#### [DESCRIPTION OF THE TASK]
Once the records have been read, set every one down as it stands.
.....
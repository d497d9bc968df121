//! Python dependency discovery.
//!
//! The engine only needs to know which third-party packages and which
//! project files a step imports. [`DependencyScanner`] is the seam; the
//! default [`ProcessScanner`] runs an embedded import scanner under the
//! configured interpreter and reads its JSON report from stdout.

use std::io::{self, Write};
use std::path::Path;
use std::process::Stdio;
use std::time::Duration;

use async_trait::async_trait;
use serde::{Deserialize, Serialize};
use tempfile::TempPath;
use thiserror::Error;
use tokio::process::Command;
use tracing::debug;

use crate::config::PythonConfig;
use crate::templates::PYTHON_SCANNER;

#[derive(Debug, Error)]
pub enum ScanError {
  #[error("failed to spawn dependency scanner `{program}`: {source}")]
  Spawn { program: String, source: io::Error },

  #[error("dependency scanner timed out after {0:?}")]
  Timeout(Duration),

  #[error("dependency scanner exited with code {code:?}: {stderr}")]
  Failed { code: Option<i32>, stderr: String },

  #[error("invalid dependency scanner output: {0}")]
  InvalidOutput(#[from] serde_json::Error),

  #[error("io error: {0}")]
  Io(#[from] io::Error),
}

/// What a step imports: third-party package names and project-relative files.
#[derive(Debug, Clone, Default, PartialEq, Eq, Serialize, Deserialize)]
pub struct ScanResult {
  #[serde(default)]
  pub packages: Vec<String>,
  #[serde(default)]
  pub files: Vec<String>,
}

#[async_trait]
pub trait DependencyScanner: Send + Sync {
  async fn scan(&self, project_dir: &Path, step_path: &Path) -> Result<ScanResult, ScanError>;
}

/// Runs the embedded import scanner as a subprocess, one per scan.
pub struct ProcessScanner {
  interpreter: String,
  script: TempPath,
  timeout: Duration,
}

impl ProcessScanner {
  /// Write the scanner script to a temporary file that lives as long as the scanner.
  pub fn new(interpreter: impl Into<String>, timeout: Duration) -> io::Result<Self> {
    let mut file = tempfile::Builder::new()
      .prefix("steppack-scan-")
      .suffix(".py")
      .tempfile()?;
    file.write_all(PYTHON_SCANNER.as_bytes())?;
    file.flush()?;

    Ok(Self {
      interpreter: interpreter.into(),
      script: file.into_temp_path(),
      timeout,
    })
  }

  pub fn from_config(config: &PythonConfig) -> io::Result<Self> {
    Self::new(config.interpreter.clone(), config.scan_timeout)
  }
}

#[async_trait]
impl DependencyScanner for ProcessScanner {
  async fn scan(&self, project_dir: &Path, step_path: &Path) -> Result<ScanResult, ScanError> {
    debug!(step = %step_path.display(), interpreter = %self.interpreter, "scanning python imports");

    let mut command = Command::new(&self.interpreter);
    command
      .arg(&*self.script)
      .arg(project_dir)
      .arg(step_path)
      .current_dir(project_dir)
      .stdin(Stdio::null())
      .kill_on_drop(true);

    let child = command.output();
    let output = match tokio::time::timeout(self.timeout, child).await {
      Ok(result) => result.map_err(|source| ScanError::Spawn {
        program: self.interpreter.clone(),
        source,
      })?,
      Err(_) => return Err(ScanError::Timeout(self.timeout)),
    };

    if !output.status.success() {
      return Err(ScanError::Failed {
        code: output.status.code(),
        stderr: String::from_utf8_lossy(&output.stderr).trim().to_string(),
      });
    }

    let result: ScanResult = serde_json::from_slice(&output.stdout)?;
    debug!(
      step = %step_path.display(),
      packages = result.packages.len(),
      files = result.files.len(),
      "scan complete"
    );
    Ok(result)
  }
}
.....
#### [WRITTEN RESPONSE]
repository d497d9bc968df121
//! Python dependency discovery.
//!
//! The engine only needs to know which third-party packages and which
//! project files a step imports. [`DependencyScanner`] is the seam; the
//! default [`ProcessScanner`] runs an embedded import scanner under the
//! configured interpreter and reads its JSON report from stdout.

use std::io::{self, Write};
use std::path::Path;
use std::process::Stdio;
use std::time::Duration;

use async_trait::async_trait;
use serde::{Deserialize, Serialize};
use tempfile::TempPath;
use thiserror::Error;
use tokio::process::Command;
use tracing::debug;

use crate::config::PythonConfig;
use crate::templates::PYTHON_SCANNER;

#[derive(Debug, Error)]
pub enum ScanError {
  #[error("failed to spawn dependency scanner `{program}`: {source}")]
  Spawn { program: String, source: io::Error },

  #[error("dependency scanner timed out after {0:?}")]
  Timeout(Duration),

  #[error("dependency scanner exited with code {code:?}: {stderr}")]
  Failed { code: Option<i32>, stderr: String },

  #[error("invalid dependency scanner output: {0}")]
  InvalidOutput(#[from] serde_json::Error),

  #[error("io error: {0}")]
  Io(#[from] io::Error),
}

/// What a step imports: third-party package names and project-relative files.
#[derive(Debug, Clone, Default, PartialEq, Eq, Serialize, Deserialize)]
pub struct ScanResult {
  #[serde(default)]
  pub packages: Vec<String>,
  #[serde(default)]
  pub files: Vec<String>,
}

#[async_trait]
pub trait DependencyScanner: Send + Sync {
  async fn scan(&self, project_dir: &Path, step_path: &Path) -> Result<ScanResult, ScanError>;
}

/// Runs the embedded import scanner as a subprocess, one per scan.
pub struct ProcessScanner {
  interpreter: String,
  script: TempPath,
  timeout: Duration,
}

impl ProcessScanner {
  /// Write the scanner script to a temporary file that lives as long as the scanner.
  pub fn new(interpreter: impl Into<String>, timeout: Duration) -> io::Result<Self> {
    let mut file = tempfile::Builder::new()
      .prefix("steppack-scan-")
      .suffix(".py")
      .tempfile()?;
    file.write_all(PYTHON_SCANNER.as_bytes())?;
    file.flush()?;

    Ok(Self {
      interpreter: interpreter.into(),
      script: file.into_temp_path(),
      timeout,
    })
  }

  pub fn from_config(config: &PythonConfig) -> io::Result<Self> {
    Self::new(config.interpreter.clone(), config.scan_timeout)
  }
}

#[async_trait]
impl DependencyScanner for ProcessScanner {
  async fn scan(&self, project_dir: &Path, step_path: &Path) -> Result<ScanResult, ScanError> {
    debug!(step = %step_path.display(), interpreter = %self.interpreter, "scanning python imports");

    let mut command = Command::new(&self.interpreter);
    command
      .arg(&*self.script)
      .arg(project_dir)
      .arg(step_path)
      .current_dir(project_dir)
      .stdin(Stdio::null())
      .kill_on_drop(true);

    let child = command.output();
    let output = match tokio::time::timeout(self.timeout, child).await {
      Ok(result) => result.map_err(|source| ScanError::Spawn {
        program: self.interpreter.clone(),
        source,
      })?,
      Err(_) => return Err(ScanError::Timeout(self.timeout)),
    };

    if !output.status.success() {
      return Err(ScanError::Failed {
        code: output.status.code(),
        stderr: String::from_utf8_lossy(&output.stderr).trim().to_string(),
      });
    }

    let result: ScanResult = serde_json::from_slice(&output.stdout)?;
    debug!(
      step = %step_path.display(),
      packages = result.packages.len(),
      files = result.files.len(),
      "scan complete"
    );
    Ok(result)
  }
}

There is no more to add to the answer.